AI, autonomy and the wider technology tally: $58.5 billion and beyond
The budget also allocates $58.5 billion for AI and joint command-and-control initiatives, many of which intersect with cyber operations, and includes "billions more" for autonomous systems and advanced technologies designed to enhance digital and information warfare capabilities. Officials framed those investments as necessary because adversaries have "increasingly combined cyber operations with kinetic and information warfare," requiring synchronized capabilities across digital, informational and physical domains.
What this means for military services, the defense industrial base, and the cyber workforce
- Military services: Expect closer coordination with Cyber Command as advanced training responsibilities are centralized and Cyber Command expands direct support to combatant commands, providing real-time cyber effects in conflict scenarios.
- Defense industrial base partners and critical infrastructure operators: The proposal aims to expand protections for critical infrastructure and defense industrial base partners against cyberattacks, signaling increased Pentagon involvement in partner-directed cybersecurity measures.
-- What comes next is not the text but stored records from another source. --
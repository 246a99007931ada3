//! Configuration builder.

use super::{models::*, validation, Result};
use std::path::Path;

/// Builder for creating [`ProspectConfig`] instances.
#[derive(Debug, Clone, Default)]
pub struct ConfigBuilder {
    config: ProspectConfig,
}

impl ConfigBuilder {
    /// Create a new configuration builder with default values.
    pub fn new() -> Self {
        Self::default()
    }

    /// Shorthand for a validated default configuration builder.
    pub fn defaults() -> Self {
        Self::new()
    }

    /// Set the base data directory for persistent storage backends.
    pub fn with_data_dir<P: AsRef<Path>>(mut self, path: P) -> Self {
        self.config.storage.data_dir = path.as_ref().to_path_buf();
        self
    }

    /// Set the expected embedding dimension.
    pub fn with_embedding_dimension(mut self, dimension: usize) -> Self {
        self.config.embedding.dimension = dimension;
        self
    }

    /// Record the embedding model identifier.
    pub fn with_embedding_model(mut self, model_name: impl Into<String>) -> Self {
        self.config.embedding.model_name = model_name.into();
        self
    }

    /// Set the recency window in calendar months.
    pub fn with_recency_window_months(mut self, months: i64) -> Self {
        self.config.scoring.recency_window_months = months;
        self
    }

    /// Set the DBSCAN minimum cluster size.
    pub fn with_min_cluster_size(mut self, size: usize) -> Self {
        self.config.clustering.min_cluster_size = size;
        self
    }

    /// Set the DBSCAN neighborhood tolerance.
    pub fn with_cluster_tolerance(mut self, tolerance: f64) -> Self {
        self.config.clustering.tolerance = tolerance;
        self
    }

    /// Set the forecast horizon in periods.
    pub fn with_forecast_horizon(mut self, horizon: usize) -> Self {
        self.config.forecast.horizon = horizon;
        self
    }

    /// Set the log level.
    pub fn with_log_level(mut self, level: LogLevel) -> Self {
        self.config.logging.level = level;
        self
    }

    /// Set the log output format.
    pub fn with_log_format(mut self, format: LogFormat) -> Self {
        self.config.logging.format = format;
        self
    }

    /// Validate and return the configuration.
    pub fn build(self) -> Result<ProspectConfig> {
        validation::validate_config(&self.config)?;
        Ok(self.config)
    }
}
- The cyber workforce: With private-sector pay pressures noted at the hearing, officials acknowledged recruitment and retention challenges. Rudd said roughly 80% to 90% of the U.S. cyber mission workforce are uniformed personnel, and the department is exploring ways to expand civilian hiring and deepen partnerships with industry and academia.
Lawmakers pressed officials on whether current investments are sufficient to counter China and Russia, which the record describes as having "significantly expanded offensive cyber capabilities in recent years." Officials defended the budget as a necessary response to that evolving landscape but repeatedly returned to the themes of organizational reform, workforce development and technological leverage — particularly AI — as complements to increased spending.
The hearing sketched a Defense Department shifting away from siloed cyber roles toward a model that fuses operational cyber effects, training, and enterprise cybersecurity under a larger modernization push. Whether the proposed increases, the CyberCom 2.0 restructuring and the shift toward AI-enabled force multipliers will close the gap with the threats lawmakers cited remains the central question raised by the testimony.